About

Ian Ozsvald picture

This is Ian Ozsvald's blog, I'm an entrepreneurial geek, a Data Science/ML/NLP/AI consultant, founder of the Annotate.io social media mining API, author of O'Reilly's High Performance Python book, co-organiser of PyDataLondon, co-founder of the SocialTies App, author of the A.I.Cookbook, author of The Screencasting Handbook, a Pythonista, co-founder of ShowMeDo and FivePoundApps and also a Londoner. Here's a little more about me.
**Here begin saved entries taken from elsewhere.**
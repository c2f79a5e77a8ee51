//! Word solving command
//!
//! Solves a specific target word and returns the solution path.

use crate::oracle::TargetOracle;
use crate::solver::{Solution, Solver, Strategy};
use anyhow::Result;

/// Configuration for solving a word
pub struct SolveConfig {
    pub target: String,
}

impl SolveConfig {
    #[must_use]
    pub const fn new(target: String) -> Self {
        Self { target }
    }
}

/// Solve a specific word using the given solver
///
/// # Errors
///
/// Returns an error if:
/// - The target word is not in the solver's dictionary
/// - The solve session fails (oracle rejection or inconsistent feedback)
pub fn solve_word<S: Strategy>(config: &SolveConfig, solver: &Solver<S>) -> Result<Solution> {
    let oracle = TargetOracle::new(&config.target, solver.dictionary())?;
    Ok(solver.solve(&oracle)?)
}
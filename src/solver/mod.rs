//! Wordle solving algorithms
//!
//! Constraint accumulation, candidate filtering, greedy guess selection and
//! the loop that drives them.

mod constraints;
mod engine;
mod error;
mod filter;
mod session;
pub mod strategy;

pub use constraints::ConstraintStore;
pub use engine::{DEFAULT_OPENER, GuessStep, Solution, Solver, SolverConfig};
pub use error::{SolveError, format_history};
pub use filter::{filter_candidates, is_consistent};
pub use session::{Session, SessionState};
pub use strategy::{LetterSet, OverlapStrategy, Strategy, letter_overlap};
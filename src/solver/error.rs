//! Solver failure modes

use super::constraints::ConstraintStore;
use crate::core::{Feedback, Word};
use crate::oracle::OracleError;
use thiserror::Error;

/// Why a solve session ended without an answer
#[derive(Debug, Clone, PartialEq, Eq, Error)]
pub enum SolveError {
    #[error("the dictionary is empty")]
    EmptyDictionary,

    /// The oracle rejected a guess; guesses come from the dictionary, so
    /// this points at a bug in guess generation
    #[error(transparent)]
    Oracle(#[from] OracleError),

    /// Feedback ruled out every candidate
    #[error(
        "no candidates remain after {} guess(es) [{}]; {constraints}",
        .history.len(),
        format_history(.history)
    )]
    Inconsistent {
        history: Vec<(Word, Feedback)>,
        constraints: ConstraintStore,
    },
}

/// Render a history as `slate=--G-G, crony=G----`
#[must_use]
pub fn format_history(history: &[(Word, Feedback)]) -> String {
    history
        .iter()
        .map(|(guess, feedback)| format!("{guess}={feedback}"))
        .collect::<Vec<_>>()
        .join(", ")
}
//! Word lists for Wordle solving
//!
//! Provides the embedded dictionary and loading from files.

mod embedded;
pub mod loader;

pub use embedded::{WORDS, WORDS_COUNT};

#[cfg(test)]
mod tests {
    use super::*;
    use crate::core::Dictionary;

    #[test]
    fn words_count_matches_const() {
        assert_eq!(WORDS.len(), WORDS_COUNT);
    }

    #[test]
    fn words_are_valid() {
        for &word in WORDS {
            assert_eq!(word.len(), 5, "Word '{word}' is not 5 letters");
            assert!(
                word.chars().all(|c| c.is_ascii_lowercase()),
                "Word '{word}' contains non-lowercase chars"
            );
        }
    }

    #[test]
    fn words_are_unique() {
        assert_eq!(Dictionary::from_strs(WORDS).len(), WORDS_COUNT);
    }

    #[test]
    fn default_opener_is_embedded() {
        assert!(WORDS.contains(&crate::solver::DEFAULT_OPENER));
    }
}
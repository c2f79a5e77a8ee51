//! Word list loading utilities
//!
//! Provides functions to load word lists from files or use the embedded list.

use crate::core::{Dictionary, Word};
use std::fs;
use std::io;
use std::path::Path;
use tracing::debug;

/// Parse word list text, one word per line
///
/// Blank lines and `#` comments are ignored; entries that are not valid
/// five-letter words are skipped.
#[must_use]
pub fn words_from_text(content: &str) -> Vec<Word> {
    let mut skipped = 0usize;

    let words: Vec<Word> = content
        .lines()
        .map(str::trim)
        .filter(|line| !line.is_empty() && !line.starts_with('#'))
        .filter_map(|line| {
            let word = Word::new(line).ok();
            if word.is_none() {
                skipped += 1;
            }
            word
        })
        .collect();

    if skipped > 0 {
        debug!(skipped, kept = words.len(), "skipped invalid word list entries");
    }

    words
}

/// Load words from a file
///
/// # Errors
///
/// Returns an I/O error if the file cannot be read or opened.
///
/// # Examples
/// ```no_run
/// use wordle_greedy::wordlists::loader::load_from_file;
///
/// let words = load_from_file("data/words.txt").unwrap();
/// println!("Loaded {} words", words.len());
/// ```
pub fn load_from_file<P: AsRef<Path>>(path: P) -> io::Result<Vec<Word>> {
    let content = fs::read_to_string(path)?;
    Ok(words_from_text(&content))
}

/// Load a dictionary from a file
///
/// # Errors
///
/// Returns an I/O error if the file cannot be read or opened.
pub fn load_dictionary<P: AsRef<Path>>(path: P) -> io::Result<Dictionary> {
    let path = path.as_ref();
    let dictionary = Dictionary::new(load_from_file(path)?);
    debug!(path = %path.display(), words = dictionary.len(), "loaded dictionary");
    Ok(dictionary)
}

/// The dictionary compiled into the binary
#[must_use]
pub fn embedded_dictionary() -> Dictionary {
    Dictionary::from_strs(super::WORDS)
}

#[cfg(test)]
mod tests {
    use super::*;

    #[test]
    fn words_from_text_skips_invalid() {
        let words = words_from_text("crane\ntoolong\n\n  SLATE  \n# comment\nab1de\n");
        let texts: Vec<&str> = words.iter().map(Word::text).collect();
        assert_eq!(texts, ["crane", "slate"]);
    }

    #[test]
    fn words_from_text_empty() {
        assert!(words_from_text("").is_empty());
    }

    #[test]
    fn load_missing_file_errors() {
        assert!(load_from_file("definitely/not/a/real/file.txt").is_err());
    }

    #[test]
    fn load_dictionary_from_temp_file() {
        let path = std::env::temp_dir().join(format!("wordle_greedy_{}.txt", std::process::id()));
        fs::write(&path, "table\napple\ntable\n").unwrap();

        let dictionary = load_dictionary(&path).unwrap();
        fs::remove_file(&path).unwrap();

        assert_eq!(dictionary.len(), 2);
        assert!(dictionary.contains_str("apple"));
    }

    #[test]
    fn embedded_dictionary_is_populated() {
        let dictionary = embedded_dictionary();
        assert_eq!(dictionary.len(), super::super::WORDS_COUNT);
    }
}
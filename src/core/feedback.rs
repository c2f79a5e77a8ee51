//! Wordle feedback classification and representation
//!
//! Each position of a guess is classified as one of:
//! - Correct (green): letter is at this exact position in the target
//! - Present (yellow): letter occurs in the target, but not here
//! - Absent (gray): letter does not occur, or all its occurrences are used up

use super::word::{WORD_LENGTH, Word};
use std::fmt;
use thiserror::Error;

/// Classification of a single letter at a single position
#[derive(Debug, Clone, Copy, PartialEq, Eq, Hash)]
pub enum Classification {
    Correct,
    Present,
    Absent,
}

impl Classification {
    /// Parse from a feedback character
    ///
    /// Accepts 'G'/'g'/🟩 for Correct, 'Y'/'y'/🟨 for Present and
    /// '-'/'_'/'.'/⬜/⬛ for Absent.
    #[must_use]
    pub const fn from_char(ch: char) -> Option<Self> {
        match ch {
            'G' | 'g' | '🟩' => Some(Self::Correct),
            'Y' | 'y' | '🟨' => Some(Self::Present),
            '-' | '_' | '.' | '⬜' | '⬛' => Some(Self::Absent),
            _ => None,
        }
    }

    /// Single-character text form (`G`, `Y`, `-`)
    #[must_use]
    pub const fn to_char(self) -> char {
        match self {
            Self::Correct => 'G',
            Self::Present => 'Y',
            Self::Absent => '-',
        }
    }

    #[must_use]
    pub const fn to_emoji(self) -> char {
        match self {
            Self::Correct => '🟩',
            Self::Present => '🟨',
            Self::Absent => '⬜',
        }
    }
}

/// Error returned when feedback text cannot be parsed
#[derive(Debug, Clone, PartialEq, Eq, Error)]
pub enum FeedbackParseError {
    #[error("feedback must have exactly 5 symbols, got {0}")]
    InvalidLength(usize),
    #[error("invalid feedback symbol '{0}' (use G, Y or -)")]
    InvalidSymbol(char),
}

/// Feedback for one guess: exactly one classification per position
#[derive(Debug, Clone, Copy, PartialEq, Eq, Hash)]
pub struct Feedback([Classification; WORD_LENGTH]);

impl Feedback {
    /// All positions correct
    pub const PERFECT: Self = Self([Classification::Correct; WORD_LENGTH]);

    #[inline]
    #[must_use]
    pub const fn new(classifications: [Classification; WORD_LENGTH]) -> Self {
        Self(classifications)
    }

    /// Score `guess` against `target`
    ///
    /// Duplicate letters are attributed with a shared per-letter budget:
    /// a letter is never marked Correct or Present more often than it
    /// occurs in the target, and Correct positions draw from the budget
    /// before Present ones.
    ///
    /// # Algorithm
    /// 1. Count the letters of the target
    /// 2. First pass: mark exact matches Correct and consume their letter
    /// 3. Second pass: mark the rest Present while budget remains, else Absent
    ///
    /// # Examples
    /// ```
    /// use wordle_greedy::core::{Classification::*, Feedback, Word};
    ///
    /// let guess = Word::new("abcde").unwrap();
    /// let target = Word::new("aabbc").unwrap();
    ///
    /// assert_eq!(
    ///     Feedback::calculate(&guess, &target),
    ///     Feedback::new([Correct, Present, Present, Absent, Absent])
    /// );
    /// ```
    #[must_use]
    pub fn calculate(guess: &Word, target: &Word) -> Self {
        let mut result = [Classification::Absent; WORD_LENGTH];
        let mut scored = [false; WORD_LENGTH];
        let mut available = target.letter_counts();

        // First pass: greens
        for (i, (&g, &t)) in guess.chars().iter().zip(target.chars()).enumerate() {
            if g == t {
                result[i] = Classification::Correct;
                scored[i] = true;
                available[usize::from(g - b'a')] -= 1;
            }
        }

        // Second pass: yellows from the remaining budget
        for (i, &g) in guess.chars().iter().enumerate() {
            if scored[i] {
                continue;
            }
            let remaining = &mut available[usize::from(g - b'a')];
            if *remaining > 0 {
                result[i] = Classification::Present;
                *remaining -= 1;
            }
        }

        Self(result)
    }

    /// The per-position classifications
    #[inline]
    #[must_use]
    pub const fn classifications(&self) -> &[Classification; WORD_LENGTH] {
        &self.0
    }

    /// Check if every position is Correct
    #[inline]
    #[must_use]
    pub fn is_perfect(&self) -> bool {
        *self == Self::PERFECT
    }

    /// Render as a string like "🟩🟨⬜🟩🟨"
    ///
    /// # Examples
    /// ```
    /// use wordle_greedy::core::Feedback;
    ///
    /// let feedback: Feedback = "GY-GY".parse().unwrap();
    /// assert_eq!(feedback.to_emoji(), "🟩🟨⬜🟩🟨");
    /// ```
    #[must_use]
    pub fn to_emoji(&self) -> String {
        self.0.iter().map(|c| c.to_emoji()).collect()
    }
}

impl fmt::Display for Feedback {
    fn fmt(&self, f: &mut fmt::Formatter<'_>) -> fmt::Result {
        for classification in &self.0 {
            write!(f, "{}", classification.to_char())?;
        }
        Ok(())
    }
}

impl std::str::FromStr for Feedback {
    type Err = FeedbackParseError;

    fn from_str(s: &str) -> Result<Self, Self::Err> {
        let symbols: Vec<char> = s.trim().chars().collect();
        if symbols.len() != WORD_LENGTH {
            return Err(FeedbackParseError::InvalidLength(symbols.len()));
        }

        let mut result = [Classification::Absent; WORD_LENGTH];
        for (slot, &ch) in result.iter_mut().zip(&symbols) {
            *slot = Classification::from_char(ch).ok_or(FeedbackParseError::InvalidSymbol(ch))?;
        }

        Ok(Self(result))
    }
}

#[cfg(test)]
mod tests {
    use super::Classification::{Absent, Correct, Present};
    use super::*;
    use test_case::test_case;

    fn calc(guess: &str, target: &str) -> Feedback {
        Feedback::calculate(&Word::new(guess).unwrap(), &Word::new(target).unwrap())
    }

    #[test_case("abcde", "aabbc", [Correct, Present, Present, Absent, Absent]; "duplicate budget regression")]
    #[test_case("crane", "slate", [Absent, Absent, Correct, Absent, Correct]; "no yellows")]
    #[test_case("speed", "erase", [Present, Absent, Present, Present, Absent]; "two yellow e")]
    #[test_case("robot", "floor", [Present, Present, Absent, Correct, Absent]; "green consumes before yellow")]
    #[test_case("geese", "those", [Absent, Absent, Absent, Correct, Correct]; "surplus duplicates absent")]
    #[test_case("eerie", "crepe", [Present, Absent, Present, Absent, Correct]; "mixed duplicates")]
    #[test_case("abcde", "fghij", [Absent, Absent, Absent, Absent, Absent]; "all gray")]
    fn calculate_matches_expected(guess: &str, target: &str, expected: [Classification; 5]) {
        assert_eq!(calc(guess, target), Feedback::new(expected), "guess={guess}, target={target}");
    }

    #[test]
    fn feedback_against_self_is_perfect() {
        for word in ["crane", "slate", "zzzzz", "aaaaa", "eerie"] {
            assert!(calc(word, word).is_perfect());
        }
    }

    #[test]
    fn marked_letters_never_exceed_target_count() {
        let words = ["aabbc", "eerie", "speed", "erase", "llama", "aaaaa", "abide", "geese"];
        for guess in words {
            for target in words {
                let feedback = calc(guess, target);
                let target_word = Word::new(target).unwrap();
                for letter in b'a'..=b'z' {
                    let marked = guess
                        .bytes()
                        .zip(feedback.classifications())
                        .filter(|&(g, &c)| g == letter && c != Absent)
                        .count();
                    let occurs = target_word.chars().iter().filter(|&&t| t == letter).count();
                    assert!(marked <= occurs, "guess={guess}, target={target}");
                }
            }
        }
    }

    #[test]
    fn duplicate_guess_letter_single_target_occurrence() {
        // One 'l' in the target: exactly one of the three guessed 'l's is marked
        let feedback = calc("lolly", "glyph");
        let marked = "lolly"
            .bytes()
            .zip(feedback.classifications())
            .filter(|&(g, &c)| g == b'l' && c != Absent)
            .count();
        assert_eq!(marked, 1);
    }

    #[test]
    fn parse_accepts_text_and_emoji() {
        let text: Feedback = "GY-g_".parse().unwrap();
        let emoji: Feedback = "🟩🟨⬜🟩⬛".parse().unwrap();
        assert_eq!(text, emoji);
        assert_eq!(text, Feedback::new([Correct, Present, Absent, Correct, Absent]));
    }

    #[test]
    fn parse_rejects_malformed() {
        assert_eq!("GYG".parse::<Feedback>(), Err(FeedbackParseError::InvalidLength(3)));
        assert_eq!("GYGGYX".parse::<Feedback>(), Err(FeedbackParseError::InvalidLength(6)));
        assert_eq!("GXGGY".parse::<Feedback>(), Err(FeedbackParseError::InvalidSymbol('X')));
    }

    #[test]
    fn display_round_trips_text_form() {
        let feedback = calc("robot", "floor");
        assert_eq!(feedback.to_string(), "YY-G-");
        assert_eq!(feedback.to_string().parse::<Feedback>(), Ok(feedback));
    }
}
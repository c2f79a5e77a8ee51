//! Terminal output formatting
//!
//! Display utilities for CLI results and pretty-printing.

pub mod display;
pub mod formatters;

pub use display::{print_benchmark_result, print_solve_result, print_suggestion};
High Performance Python book with O'Reilly View Ian Ozsvald's profile on LinkedIn Visit Ian Ozsvald's data science consulting business Protecting your bits. Open Rights Group

17 April 2013 - 11:38Visualising London, Brighton and the UK using Geo-Tweets

Recently I’ve been grabbing Tweets some some natural language processing analysis (in Python using NetworkX and NLTK) – see this PyCon and PyData conversation analysis. Using the London dataset (visualised in the PyData post) I wondered if the geo-tagged tweets would give a good-looking map of London. It turns out that it does:

london_all_r1_nomap

You can see the bright centre of London, the Thames is visible wiggling left-to-right through the centre. The black region to the left of the centre is Hyde Park. If you look around the edges you can even see the M25 motorway circling the city. This is about a week’s worth of geo-filtered Tweets from the Twitter 10% firehose. It is easier to locate using the following Stamen tiles:

london_all_r5

Can you see Canary Wharf and the O2 arena to its east? How about Heathrow to the west edge of the map? And the string of reservoirs heading north north east from Tottenham?

Here’s a zoom around Victoria and London Bridge, we see a lot of Tweets around the railway stations, Oxford Street and Soho. I’m curious about all the dots in the Thames – presumably people Tweeting about their pleasure trips?

centrallondon_r3_map

Here’s a zoom around the Shoreditch/Tech City area. I was surprised by the cluster of Tweets in the roundabout (Old Street tube station), there’s a cluster in Bonhill Street (where Google’s Campus is located – I work above there in Central Working). The cluster off of Old Street onto Rivington Street seems to be at the location of the new and fashionable outdoor eatery spot (with Burger Bear). Further to the east is a more pubby/restauranty area.

london_shoreditch_all

I’ve yet to analyse the content of these tweets (doing something like phrase extraction from the PyCon/PyData tweets onto this map would be great). As such I’m not sure what’s being discussed, probably a bunch of the banal along with chitchat between people (“I”m on my way”…). Hopefully some of it discusses the nearby environment.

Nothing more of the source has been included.